[Items from a data source]
- - -

//! GitHub REST implementation of [`CommentApi`]
//!
//! Issue comments endpoints:
//! - `GET   /repos/{owner}/{repo}/issues/{number}/comments?per_page=100&page=N`
//! - `POST  /repos/{owner}/{repo}/issues/{number}/comments`
//! - `PATCH /repos/{owner}/{repo}/issues/comments/{id}`
//!
//! Request bodies are JSON-encoded by serde; the markdown is passed through
//! untouched.

use std::time::Duration;

use async_trait::async_trait;
use reqwest::header::{HeaderMap, HeaderValue, ACCEPT, AUTHORIZATION, LINK};
use reqwest::{RequestBuilder, StatusCode};
use serde::{Deserialize, Serialize};
use tracing::debug;

use crate::api::CommentApi;
use crate::config::GitHubConfig;
use crate::error::{Operation, VerdictError};
use crate::pr::{CommentId, CommentPage, PullRequestRef, RemoteComment};
use crate::Result;

const API_VERSION: &str = "2022-11-28";
const PER_PAGE: u32 = 100;
const MAX_ERROR_BODY: usize = 200;

#[derive(Debug, Deserialize)]
struct IssueComment {
    id: u64,
    #[serde(default)]
    body: Option<String>,
}

#[derive(Debug, Serialize)]
struct CommentBody<'a> {
    body: &'a str,
}

/// GitHub REST client holding the bearer credential.
pub struct GitHubClient {
    config: GitHubConfig,
    http_client: reqwest::Client,
}

impl GitHubClient {
    /// Create a client. A missing token is an authorization failure.
    pub fn new(config: GitHubConfig) -> Result<Self> {
        let token = config
            .token
            .as_deref()
            .ok_or_else(|| VerdictError::Authorization {
                target: config.base_url().to_string(),
                reason: "no token configured (set GITHUB_TOKEN)".to_string(),
            })?;

        let mut headers = HeaderMap::new();
        headers.insert(
            ACCEPT,
            HeaderValue::from_static("application/vnd.github+json"),
        );
        headers.insert("x-github-api-version", HeaderValue::from_static(API_VERSION));
        let mut bearer = HeaderValue::from_str(&format!("Bearer {}", token)).map_err(|_| {
            VerdictError::Authorization {
                target: config.base_url().to_string(),
                reason: "token contains characters not allowed in a header".to_string(),
            }
        })?;
        bearer.set_sensitive(true);
        headers.insert(AUTHORIZATION, bearer);

        let http_client = reqwest::Client::builder()
            .user_agent(config.user_agent.clone())
            .default_headers(headers)
            .timeout(Duration::from_secs(config.timeout_secs))
            .build()
            .map_err(|e| VerdictError::Config(format!("failed to create HTTP client: {}", e)))?;

        Ok(GitHubClient {
            config,
            http_client,
        })
    }

    /// Create client from environment variables
    pub fn from_env() -> Result<Self> {
        Self::new(GitHubConfig::from_env())
    }

    fn comments_url(&self, pr: &PullRequestRef) -> String {
        format!(
            "{}/repos/{}/{}/issues/{}/comments",
            self.config.base_url(),
            pr.owner,
            pr.repository,
            pr.issue_number
        )
    }

    fn comment_url(&self, pr: &PullRequestRef, id: &CommentId) -> String {
        format!(
            "{}/repos/{}/{}/issues/comments/{}",
            self.config.base_url(),
            pr.owner,
            pr.repository,
            id
        )
    }

    /// Send a request and map every failure mode onto the error taxonomy.
    async fn send(
        &self,
        operation: Operation,
        target: &str,
        request: RequestBuilder,
    ) -> Result<reqwest::Response> {
        let response = request.send().await.map_err(|e| {
            let reason = if e.is_timeout() {
                format!("request timed out after {}s", self.config.timeout_secs)
            } else {
                format!("request failed: {}", e)
            };
            VerdictError::transport(operation, target, reason)
        })?;

        let status = response.status();
        if status.is_success() {
            return Ok(response);
        }
        let body = response.text().await.unwrap_or_default();
        Err(status_error(operation, target, status, &body))
    }

    async fn decode<T: serde::de::DeserializeOwned>(
        operation: Operation,
        target: &str,
        response: reqwest::Response,
    ) -> Result<T> {
        let bytes = response.bytes().await.map_err(|e| {
            VerdictError::transport(operation, target, format!("failed to read response: {}", e))
        })?;
        serde_json::from_slice(&bytes).map_err(|e| {
            VerdictError::transport(operation, target, format!("malformed response body: {}", e))
        })
    }
}

/// Map a non-success status to an error. 401 and 403 mean the credential was refused.
pub fn status_error(
    operation: Operation,
    target: &str,
    status: StatusCode,
    body: &str,
) -> VerdictError {
    let snippet: String = body.chars().take(MAX_ERROR_BODY).collect();
    match status {
        StatusCode::UNAUTHORIZED | StatusCode::FORBIDDEN => VerdictError::Authorization {
            target: target.to_string(),
            reason: format!("{} returned HTTP {}: {}", operation, status.as_u16(), snippet),
        },
        _ => VerdictError::transport(
            operation,
            target,
            format!("HTTP {}: {}", status.as_u16(), snippet),
        ),
    }
}

/// Whether a `Link` response header advertises a next page.
pub fn has_next_page(link: Option<&str>) -> bool {
    link.map(|value| {
        value.split(',').any(|part| {
            part.split(';')
                .skip(1)
                .any(|param| param.trim().replace(' ', "") == "rel=\"next\"")
        })
    })
    .unwrap_or(false)
}

#[async_trait]
impl CommentApi for GitHubClient {
    async fn list_comments(&self, pr: &PullRequestRef, page: u32) -> Result<CommentPage> {
        let target = pr.to_string();
        let request = self
            .http_client
            .get(self.comments_url(pr))
            .query(&[("per_page", PER_PAGE), ("page", page)]);
        let response = self.send(Operation::ListComments, &target, request).await?;

        let has_next = has_next_page(
            response
                .headers()
                .get(LINK)
                .and_then(|value| value.to_str().ok()),
        );
        let listed: Vec<IssueComment> =
            Self::decode(Operation::ListComments, &target, response).await?;
        debug!(pr = %pr, page = page, count = listed.len(), has_next = has_next, "listed comments");

        Ok(CommentPage {
            comments: listed
                .into_iter()
                .map(|c| RemoteComment {
                    id: CommentId::from(c.id),
                    body: c.body.unwrap_or_default(),
                })
                .collect(),
            has_next,
        })
    }

    async fn create_comment(&self, pr: &PullRequestRef, body: &str) -> Result<CommentId> {
        let target = pr.to_string();
        let request = self
            .http_client
            .post(self.comments_url(pr))
            .json(&CommentBody { body });
        let response = self.send(Operation::CreateComment, &target, request).await?;

        let created: IssueComment =
            Self::decode(Operation::CreateComment, &target, response).await?;
        Ok(CommentId::from(created.id))
    }

    async fn update_comment(
        &self,
        pr: &PullRequestRef,
        id: &CommentId,
        body: &str,
    ) -> Result<()> {
        let target = format!("{} (comment {})", pr, id);
        let request = self
            .http_client
            .patch(self.comment_url(pr, id))
            .json(&CommentBody { body });
        let response = self.send(Operation::UpdateComment, &target, request).await?;

        // Decode so a garbled success response is still reported.
        let _: IssueComment = Self::decode(Operation::UpdateComment, &target, response).await?;
        Ok(())
    }
}

#[cfg(test)]
mod tests {
    use super::*;

    fn client() -> GitHubClient {
        GitHubClient::new(GitHubConfig::new("https://api.github.com/").with_token("t0ken"))
            .expect("client builds")
    }

    #[test]
    fn missing_token_is_authorization_error() {
        let err = GitHubClient::new(GitHubConfig::new("https://api.github.com"))
            .err()
            .expect("should fail without token");
        assert!(err.is_authorization());
    }

    #[test]
    fn urls_follow_issue_comment_endpoints() {
        let client = client();
        let pr = PullRequestRef::new("octo", "widgets", 7);
        assert_eq!(
            client.comments_url(&pr),
            "https://api.github.com/repos/octo/widgets/issues/7/comments"
        );
        assert_eq!(
            client.comment_url(&pr, &CommentId::from(99u64)),
            "https://api.github.com/repos/octo/widgets/issues/comments/99"
        );
    }

    #[test]
    fn link_header_next_detection() {
        let both = r#"<https://api.github.com/x?page=2>; rel="next", <https://api.github.com/x?page=5>; rel="last""#;
        let last_only = r#"<https://api.github.com/x?page=1>; rel="prev", <https://api.github.com/x?page=1>; rel="first""#;
        assert!(has_next_page(Some(both)));
        assert!(!has_next_page(Some(last_only)));
        assert!(!has_next_page(None));
    }

    #[test]
    fn unauthorized_and_forbidden_map_to_authorization() {
        for status in [StatusCode::UNAUTHORIZED, StatusCode::FORBIDDEN] {
            let err = status_error(Operation::CreateComment, "octo/widgets#7", status, "Bad credentials");
            assert!(err.is_authorization());
            assert!(err.to_string().contains("Bad credentials"));
        }
    }

    #[test]
    fn other_statuses_map_to_transport() {
        let err = status_error(
            Operation::ListComments,
            "octo/widgets#7",
            StatusCode::BAD_GATEWAY,
            "upstream",
        );
        assert!(matches!(
            err,
            VerdictError::Transport {
                operation: Operation::ListComments,
                ..
            }
        ));
        assert!(err.to_string().contains("HTTP 502"));
    }

    #[test]
    fn error_body_is_truncated() {
        let long = "x".repeat(1000);
        let err = status_error(
            Operation::UpdateComment,
            "octo/widgets#7",
            StatusCode::NOT_FOUND,
            &long,
        );
        assert!(err.to_string().len() < 400);
    }

    #[test]
    fn comment_body_is_json_encoded() {
        let body = "## Verdict ⚖️\n\n| `a` | \"quoted\" |\n";
        let encoded = serde_json::to_string(&CommentBody { body }).unwrap();
        assert!(encoded.contains("\\n"));
        assert!(encoded.contains("\\\"quoted\\\""));
        let decoded: serde_json::Value = serde_json::from_str(&encoded).unwrap();
        assert_eq!(decoded["body"], body);
    }

    #[test]
    fn listing_decodes_null_body() {
        let listed: Vec<IssueComment> =
            serde_json::from_str(r###"[{"id": 1, "body": null}, {"id": 2, "body": "## Verdict"}]"###)
                .unwrap();
        assert_eq!(listed[0].body, None);
        assert_eq!(listed[1].id, 2);
    }
}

- - -

→ Task details
When a line of the records has the word "insert", pick it out and copy it.

→ Result of this exercise
        headers.insert(
        headers.insert("x-github-api-version", HeaderValue::from_static(API_VERSION));
        headers.insert(AUTHORIZATION, bearer);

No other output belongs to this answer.